In practice, I will admit this usually does end up higher in the list of priorities. There are plenty of valid business reasons why the velocity that you get features out the door is important. And while valid, they are not what we should be gauging our system on. It's not the priority that we strive for as engineers. So although pragmatism often dictates this to be prioritized higher, the reasons are not due to an effort for engineering excellence.

But These Aren't Binary Choices!

Correct, my dear hypothetical reader! This isn't binary! Rarely must you deal with these in an all-or-nothing fashion. Perhaps you can sacrifice just a little readability to make it much more maintainable. And that is a great choice for you to make.

Why Don't We Prioritize Testing?

We definitely should, in the sense that testing is a subset of maintainability.

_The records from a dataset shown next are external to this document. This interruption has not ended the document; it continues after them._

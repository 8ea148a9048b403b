use crate::transaction::key::TransactionId;
use crate::transport::SipAddr;
use thiserror::Error as ThisError;

#[derive(Debug, ThisError)]
pub enum Error {
    #[error("SIP message error: {0}")]
    SipMessageError(String),

    #[error("transport layer error: {0} ({1})")]
    TransportLayerError(String, SipAddr),

    #[error("transaction error: {0} ({1})")]
    TransactionError(String, TransactionId),

    #[error("endpoint error: {0}")]
    EndpointError(String),

    #[error("failed to negotiate protection quality: {0}")]
    DigestNegotiationError(String),

    #[error("digest error: {0}")]
    DigestError(String),

    #[error("proxy error: {0}")]
    ProxyError(String),

    #[error("I/O error: {0}")]
    IoError(#[from] std::io::Error),

    #[error("WebSocket error: {0}")]
    WebSocketError(#[from] tokio_tungstenite::tungstenite::Error),

    #[error("TLS error: {0}")]
    TlsError(String),

    #[error("address parse error: {0}")]
    AddrParseError(#[from] std::net::AddrParseError),

    #[error("base64 decode error: {0}")]
    Base64Error(#[from] base64::DecodeError),

    #[error("{0}")]
    Error(String),
}

impl<T> From<tokio::sync::mpsc::error::SendError<T>> for Error {
    fn from(e: tokio::sync::mpsc::error::SendError<T>) -> Self {
        Error::Error(e.to_string())
    }
}
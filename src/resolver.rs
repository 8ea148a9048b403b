//! Next-hop resolution: turns a SIP URI into the ordered list of transport
//! addresses to try.
use crate::message::Uri;
use crate::transport::{Protocol, SipAddr};
use async_trait::async_trait;
use futures_util::future::join_all;
use hickory_resolver::{
    config::{ResolverConfig, ResolverOpts},
    TokioAsyncResolver,
};
use std::{net::IpAddr, time::Duration};
use tracing::{debug, warn};

#[async_trait]
pub trait Resolver: Send + Sync {
    /// Candidate hops for `uri`, best first. Failures yield an empty list.
    async fn resolve(&self, uri: &Uri) -> Vec<SipAddr>;
}

/// One SRV answer, tagged with the protocol its service name asked for.
#[derive(Debug, Clone, PartialEq, Eq)]
struct SrvTarget {
    protocol: Protocol,
    priority: u16,
    weight: u16,
    port: u16,
    target: String,
}

/// Lowest priority first, heavier weight first within a priority. Ties
/// keep the protocol preference order they were collected in.
fn order_srv(mut targets: Vec<SrvTarget>) -> Vec<SrvTarget> {
    targets.sort_by(|a, b| {
        a.priority
            .cmp(&b.priority)
            .then_with(|| b.weight.cmp(&a.weight))
    });
    targets
}

fn srv_service(protocol: Protocol) -> Option<&'static str> {
    match protocol {
        Protocol::Udp => Some("_sip._udp"),
        Protocol::Tcp => Some("_sip._tcp"),
        Protocol::Tls => Some("_sips._tcp"),
        Protocol::Ws | Protocol::Wss => None,
    }
}

/// DNS resolver.
///
/// - `transport=ws` targets are used as is (WSS for sips), port 443/80.
/// - IP literals use the `transport` param or UDP.
/// - An explicit port is tried over the `transport` param or UDP, TCP, TLS.
/// - Otherwise SRV records for the `transport` param or TCP, UDP, TLS are
///   used, falling back to every address over TCP, UDP, TLS on default
///   ports.
///
/// NAPTR lookups are left to custom [`Resolver`]s.
#[derive(Clone)]
pub struct DnsResolver {
    dns: TokioAsyncResolver,
}

impl Default for DnsResolver {
    fn default() -> Self {
        Self::new()
    }
}

fn uri_protocol(uri: &Uri) -> Option<Protocol> {
    uri.transport().and_then(|t| t.parse().ok())
}

impl DnsResolver {
    /// Reads the system resolver configuration, or falls back to public
    /// name servers when there is none.
    pub fn new() -> Self {
        let mut opts = ResolverOpts::default();
        opts.timeout = Duration::from_secs(2);
        opts.attempts = 1;
        let dns = match hickory_resolver::system_conf::read_system_conf() {
            Ok((config, _)) => TokioAsyncResolver::tokio(config, opts),
            Err(e) => {
                debug!("no system resolver config, using defaults: {}", e);
                TokioAsyncResolver::tokio(ResolverConfig::default(), opts)
            }
        };
        DnsResolver { dns }
    }

    async fn lookup(host: &str) -> Vec<IpAddr> {
        match tokio::net::lookup_host((host, 0)).await {
            Ok(addrs) => {
                let mut ips: Vec<IpAddr> = vec![];
                for addr in addrs {
                    if !ips.contains(&addr.ip()) {
                        ips.push(addr.ip());
                    }
                }
                ips
            }
            Err(e) => {
                warn!("failed resolving host {}: {}", host, e);
                vec![]
            }
        }
    }

    async fn lookup_srv(&self, host: &str, protocol: Protocol) -> Vec<SrvTarget> {
        let Some(service) = srv_service(protocol) else {
            return vec![];
        };
        let name = format!("{}.{}", service, host);
        match self.dns.srv_lookup(name.as_str()).await {
            Ok(records) => records
                .iter()
                .map(|srv| SrvTarget {
                    protocol,
                    priority: srv.priority(),
                    weight: srv.weight(),
                    port: srv.port(),
                    target: srv.target().to_utf8().trim_end_matches('.').to_string(),
                })
                .collect(),
            Err(e) => {
                debug!("no SRV records for {}: {}", name, e);
                vec![]
            }
        }
    }

    async fn resolve_srv(&self, host: &str, protocols: &[Protocol]) -> Vec<SipAddr> {
        let answers = join_all(protocols.iter().map(|p| self.lookup_srv(host, *p))).await;
        let mut addrs = vec![];
        for target in order_srv(answers.into_iter().flatten().collect()) {
            for ip in Self::lookup(&target.target).await {
                addrs.push(SipAddr::new(target.protocol, ip.to_string(), target.port));
            }
        }
        addrs
    }

    fn expand(ips: &[IpAddr], protocols: &[Protocol], port: Option<u16>) -> Vec<SipAddr> {
        ips.iter()
            .flat_map(|ip| {
                protocols.iter().map(move |protocol| {
                    SipAddr::new(
                        *protocol,
                        ip.to_string(),
                        port.unwrap_or_else(|| protocol.default_port()),
                    )
                })
            })
            .collect()
    }
}

#[async_trait]
impl Resolver for DnsResolver {
    async fn resolve(&self, uri: &Uri) -> Vec<SipAddr> {
        let host = uri.host_unbracketed();
        let transport = uri_protocol(uri);

        if transport.is_some_and(|p| p.is_websocket()) {
            let (protocol, default_port) = if uri.is_secure() {
                (Protocol::Wss, 443)
            } else {
                (Protocol::Ws, 80)
            };
            return vec![SipAddr::new(
                protocol,
                host,
                uri.port.unwrap_or(default_port),
            )];
        }

        if let Ok(ip) = host.parse::<IpAddr>() {
            let protocol = transport.unwrap_or(Protocol::Udp);
            return Self::expand(&[ip], &[protocol], uri.port);
        }

        let protocols = match (transport, uri.port) {
            (Some(protocol), _) => vec![protocol],
            (None, Some(_)) => vec![Protocol::Udp, Protocol::Tcp, Protocol::Tls],
            (None, None) => vec![Protocol::Tcp, Protocol::Udp, Protocol::Tls],
        };
        if uri.port.is_none() {
            let addrs = self.resolve_srv(host, &protocols).await;
            if !addrs.is_empty() {
                debug!("resolved {} to {} hops through SRV", uri, addrs.len());
                return addrs;
            }
        }
        let ips = Self::lookup(host).await;
        let addrs = Self::expand(&ips, &protocols, uri.port);
        debug!("resolved {} to {} hops", uri, addrs.len());
        addrs
    }
}

#[cfg(test)]
mod tests {
    use super::*;

    async fn resolve(uri: &str) -> Vec<SipAddr> {
        DnsResolver::new().resolve(&uri.parse().expect("uri")).await
    }

    fn srv(protocol: Protocol, priority: u16, weight: u16, target: &str) -> SrvTarget {
        SrvTarget {
            protocol,
            priority,
            weight,
            port: 5060,
            target: target.to_string(),
        }
    }

    #[tokio::test]
    async fn test_resolve_ip_literal() {
        assert_eq!(
            resolve("sip:bob@192.0.2.4").await,
            vec![SipAddr::new(Protocol::Udp, "192.0.2.4", 5060)]
        );
        assert_eq!(
            resolve("sip:bob@192.0.2.4;transport=tls").await,
            vec![SipAddr::new(Protocol::Tls, "192.0.2.4", 5061)]
        );
        assert_eq!(
            resolve("sip:bob@[2001:db8::1]:5070;transport=tcp").await,
            vec![SipAddr::new(Protocol::Tcp, "2001:db8::1", 5070)]
        );
    }

    #[tokio::test]
    async fn test_resolve_websocket_bypasses_dns() {
        assert_eq!(
            resolve("sip:bob@ws.example.com;transport=ws").await,
            vec![SipAddr::new(Protocol::Ws, "ws.example.com", 80)]
        );
        assert_eq!(
            resolve("sips:bob@ws.example.com;transport=ws").await,
            vec![SipAddr::new(Protocol::Wss, "ws.example.com", 443)]
        );
    }

    #[tokio::test]
    async fn test_resolve_localhost() {
        let hops = resolve("sip:bob@localhost:5080").await;
        assert!(!hops.is_empty());
        assert_eq!(hops[0].protocol, Protocol::Udp);
        assert!(hops.iter().all(|h| h.port == 5080));

        // no SRV records for localhost, so every protocol on its default port
        let hops = resolve("sip:bob@localhost").await;
        assert_eq!(hops[0].protocol, Protocol::Tcp);
        assert!(hops
            .iter()
            .any(|h| h.protocol == Protocol::Tls && h.port == 5061));

        let hops = resolve("sip:bob@localhost;transport=udp").await;
        assert!(!hops.is_empty());
        assert!(hops
            .iter()
            .all(|h| h.protocol == Protocol::Udp && h.port == 5060));
    }

    #[tokio::test]
    async fn test_resolve_failure_is_empty() {
        assert!(resolve("sip:bob@does-not-exist.invalid").await.is_empty());
        assert!(resolve("sip:bob@does-not-exist.invalid:5060").await.is_empty());
    }

    #[test]
    fn test_srv_order() {
        let ordered = order_srv(vec![
            srv(Protocol::Tcp, 20, 0, "backup"),
            srv(Protocol::Tcp, 10, 10, "light"),
            srv(Protocol::Udp, 10, 60, "heavy"),
            srv(Protocol::Udp, 10, 10, "light-udp"),
        ]);
        let names: Vec<&str> = ordered.iter().map(|t| t.target.as_str()).collect();
        assert_eq!(names, vec!["heavy", "light", "light-udp", "backup"]);
    }

    #[test]
    fn test_srv_service_names() {
        assert_eq!(srv_service(Protocol::Udp), Some("_sip._udp"));
        assert_eq!(srv_service(Protocol::Tcp), Some("_sip._tcp"));
        assert_eq!(srv_service(Protocol::Tls), Some("_sips._tcp"));
        assert_eq!(srv_service(Protocol::Ws), None);
    }
}
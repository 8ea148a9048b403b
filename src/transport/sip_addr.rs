use crate::{Error, Result};
use std::{
    fmt,
    net::{IpAddr, SocketAddr},
    str::FromStr,
};

/// Transport protocol of a hop or a flow.
#[derive(Debug, Clone, Copy, PartialEq, Eq, Hash, Default)]
pub enum Protocol {
    #[default]
    Udp,
    Tcp,
    Tls,
    Ws,
    Wss,
}

impl Protocol {
    /// Only UDP needs transaction-level retransmission.
    pub fn is_reliable(&self) -> bool {
        !matches!(self, Protocol::Udp)
    }

    pub fn is_secure(&self) -> bool {
        matches!(self, Protocol::Tls | Protocol::Wss)
    }

    pub fn is_websocket(&self) -> bool {
        matches!(self, Protocol::Ws | Protocol::Wss)
    }

    /// Default SIP port used when a Via or URI omits one.
    pub fn default_port(&self) -> u16 {
        match self {
            Protocol::Tls => 5061,
            _ => 5060,
        }
    }

    pub fn as_str(&self) -> &'static str {
        match self {
            Protocol::Udp => "UDP",
            Protocol::Tcp => "TCP",
            Protocol::Tls => "TLS",
            Protocol::Ws => "WS",
            Protocol::Wss => "WSS",
        }
    }
}

impl fmt::Display for Protocol {
    fn fmt(&self, f: &mut fmt::Formatter<'_>) -> fmt::Result {
        f.write_str(self.as_str())
    }
}

impl FromStr for Protocol {
    type Err = Error;

    fn from_str(s: &str) -> Result<Self> {
        match s.to_ascii_uppercase().as_str() {
            "UDP" => Ok(Protocol::Udp),
            "TCP" => Ok(Protocol::Tcp),
            "TLS" => Ok(Protocol::Tls),
            "WS" => Ok(Protocol::Ws),
            "WSS" => Ok(Protocol::Wss),
            other => Err(Error::Error(format!("unknown transport protocol: {}", other))),
        }
    }
}

/// SIP Address
///
/// A resolved next hop: protocol, host and port. `local` is set for
/// flows, i.e. a specific connection accepted or opened on one of our
/// local sockets. Targets carrying `local` are never re-dialled; if the
/// flow is gone the hop is unreachable.
///
/// ```rust
/// use sipstack::transport::{Protocol, SipAddr};
///
/// let addr = SipAddr::new(Protocol::Tcp, "192.168.1.100", 5060);
/// assert_eq!(addr.to_string(), "TCP 192.168.1.100:5060");
/// assert!(addr.get_socketaddr().is_ok());
/// ```
#[derive(Debug, Clone, PartialEq, Eq, Hash)]
pub struct SipAddr {
    pub protocol: Protocol,
    pub host: String,
    pub port: u16,
    pub local: Option<SocketAddr>,
}

impl SipAddr {
    pub fn new(protocol: Protocol, host: impl Into<String>, port: u16) -> Self {
        let host: String = host.into();
        SipAddr {
            protocol,
            host: host.trim_start_matches('[').trim_end_matches(']').to_string(),
            port,
            local: None,
        }
    }

    pub fn from_socket(protocol: Protocol, addr: SocketAddr) -> Self {
        SipAddr {
            protocol,
            host: addr.ip().to_string(),
            port: addr.port(),
            local: None,
        }
    }

    pub fn with_local(mut self, local: SocketAddr) -> Self {
        self.local = Some(local);
        self
    }

    /// Whether this address names a bound flow rather than a dialable hop.
    pub fn is_flow(&self) -> bool {
        self.local.is_some()
    }

    /// Same hop with the flow binding dropped; used as the connection map key.
    pub fn remote_key(&self) -> SipAddr {
        SipAddr {
            local: None,
            ..self.clone()
        }
    }

    pub fn get_socketaddr(&self) -> Result<SocketAddr> {
        let ip: IpAddr = self.host.parse().map_err(|_| {
            Error::Error(format!("cannot convert host {} to SocketAddr", self.host))
        })?;
        Ok(SocketAddr::new(ip, self.port))
    }

    /// `host:port`, with IPv6 hosts bracketed.
    pub fn host_port(&self) -> String {
        if self.host.contains(':') {
            format!("[{}]:{}", self.host, self.port)
        } else {
            format!("{}:{}", self.host, self.port)
        }
    }
}

impl fmt::Display for SipAddr {
    fn fmt(&self, f: &mut fmt::Formatter<'_>) -> fmt::Result {
        write!(f, "{} {}", self.protocol, self.host_port())?;
        if let Some(local) = self.local {
            write!(f, " via {}", local)?;
        }
        Ok(())
    }
}
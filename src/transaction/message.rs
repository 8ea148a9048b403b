use crate::message::{CSeq, HeaderValue, Headers, Method, NameAddr, Request, Response, Via};

/// Standard reason phrase for `status`, empty for unknown codes.
pub fn reason_phrase(status: u16) -> &'static str {
    match status {
        100 => "Trying",
        180 => "Ringing",
        181 => "Call Is Being Forwarded",
        182 => "Queued",
        183 => "Session Progress",
        200 => "OK",
        202 => "Accepted",
        300 => "Multiple Choices",
        301 => "Moved Permanently",
        302 => "Moved Temporarily",
        305 => "Use Proxy",
        380 => "Alternative Service",
        400 => "Bad Request",
        401 => "Unauthorized",
        402 => "Payment Required",
        403 => "Forbidden",
        404 => "Not Found",
        405 => "Method Not Allowed",
        406 => "Not Acceptable",
        407 => "Proxy Authentication Required",
        408 => "Request Timeout",
        410 => "Gone",
        413 => "Request Entity Too Large",
        414 => "Request-URI Too Long",
        415 => "Unsupported Media Type",
        416 => "Unsupported URI Scheme",
        420 => "Bad Extension",
        421 => "Extension Required",
        423 => "Interval Too Brief",
        430 => "Flow Failed",
        480 => "Temporarily Unavailable",
        481 => "Call/Transaction Does Not Exist",
        482 => "Loop Detected",
        483 => "Too Many Hops",
        484 => "Address Incomplete",
        485 => "Ambiguous",
        486 => "Busy Here",
        487 => "Request Terminated",
        488 => "Not Acceptable Here",
        491 => "Request Pending",
        493 => "Undecipherable",
        500 => "Internal Server Error",
        501 => "Not Implemented",
        502 => "Bad Gateway",
        503 => "Service Unavailable",
        504 => "Server Time-out",
        505 => "Version Not Supported",
        513 => "Message Too Large",
        600 => "Busy Everywhere",
        603 => "Decline",
        604 => "Does Not Exist Anywhere",
        606 => "Not Acceptable",
        _ => "",
    }
}

/// Builds a response to `rq` carrying its Via, To, From, Call-ID and CSeq.
/// Without an explicit `reason` the standard phrase is used.
pub fn make_response(rq: &Request, status: u16, reason: Option<&str>) -> Response {
    let mut headers = Headers::new();
    for name in ["via", "to", "from", "call-id", "cseq"] {
        if let Some(value) = rq.headers.get(name) {
            headers.insert(name, value.clone());
        }
    }
    Response {
        status,
        reason: reason.unwrap_or_else(|| reason_phrase(status)).to_string(),
        version: rq.version.clone(),
        headers,
        content: vec![],
    }
}

fn request_to(rq: &Request, method: Method, via: Via, to: Option<&NameAddr>) -> Request {
    let mut out = Request::new(method.clone(), rq.uri.clone());
    out.version = rq.version.clone();
    out.headers.insert("via", HeaderValue::Via(vec![via]));
    if let Some(from) = rq.headers.from() {
        out.headers.insert("from", HeaderValue::Address(from.clone()));
    }
    if let Some(to) = to {
        out.headers.insert("to", HeaderValue::Address(to.clone()));
    }
    if let Some(call_id) = rq.headers.call_id() {
        out.headers.insert("call-id", call_id);
    }
    let seq = rq.headers.cseq().map(|c| c.seq).unwrap_or_default();
    out.headers
        .insert("cseq", HeaderValue::CSeq(CSeq { seq, method }));
    out
}

/// ACK for a non-2xx final response to the INVITE `rq`. It reuses the
/// INVITE's top Via and takes To (with the remote tag) from `rs`.
pub fn make_ack(rq: &Request, rs: &Response, max_forwards: u32) -> Request {
    let via = rq.headers.top_via().cloned().unwrap_or_default();
    let mut ack = request_to(rq, Method::Ack, via, rs.headers.to());
    ack.headers
        .insert("max-forwards", max_forwards.to_string());
    ack
}

/// CANCEL for the forwarded `rq`, sent along the same branch (`via`) and
/// route set it was forwarded with.
pub fn make_cancel(rq: &Request, via: &Via, route: &[NameAddr]) -> Request {
    let mut cancel = request_to(rq, Method::Cancel, via.clone(), rq.headers.to());
    if !route.is_empty() {
        cancel
            .headers
            .insert("route", HeaderValue::AddressList(route.to_vec()));
    }
    cancel
}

With that statement, I imagine many will now be protesting that maintainability should come before readability. My counterpoint is to take the tradeoff to the logical extreme. Would you rather work on a well-tested project that's backed by a pile of spaghetti code, or a cleanly-written project that lacks adequate testing? For me, I would rather work on the well-written project. It's much easier to add testing than it is to refactor entire systems, especially when the code is well-written and easy to understand.

Okay, But What About Accessibility?!

While undoubtedly important, this prioritization is largely driven by business context, and not one of the software itself. For instance, a project which is used internally by an HR department based in the United States probably doesn't need to highly prioritize localization. Conversely, a project which is targeted for paraplegics should have accessibility right up at the top, brethren to functionality. Our decision making here is based entirely on the business goals of the product, and being so context dependent, it would be impossible to accurately place it on this order of operations.

Fine. But Performance Should Be Higher.

Unless you have strong evidence that it's needed, performance should not be a top priority. It's a classic mistake to prematurely optimize for performance, and in doing so you put the cart before the horse. Satisfy the higher priority items, and only then can you accurately profile the system and determine where the bottlenecks are. In general, you should prioritize the higher tier items until you have a strong reason to believe performance is (or will be) an issue.


If you want to optimize for engineering excellence, focus on making your code work well, and then be easy to read and maintain. After you meet those bars, you can start to worry about performance and speed of delivery.

Most importantly, recognize that there are tradeoffs that you can (and should) make. If you only sacrifice a little readability for a whole lot of performance, it's a fine trade to make. But you should rarely trade the opposite way. Don't make large concessions on readability to achieve minor gains in performance until you have very strong evidence to support the need to do so.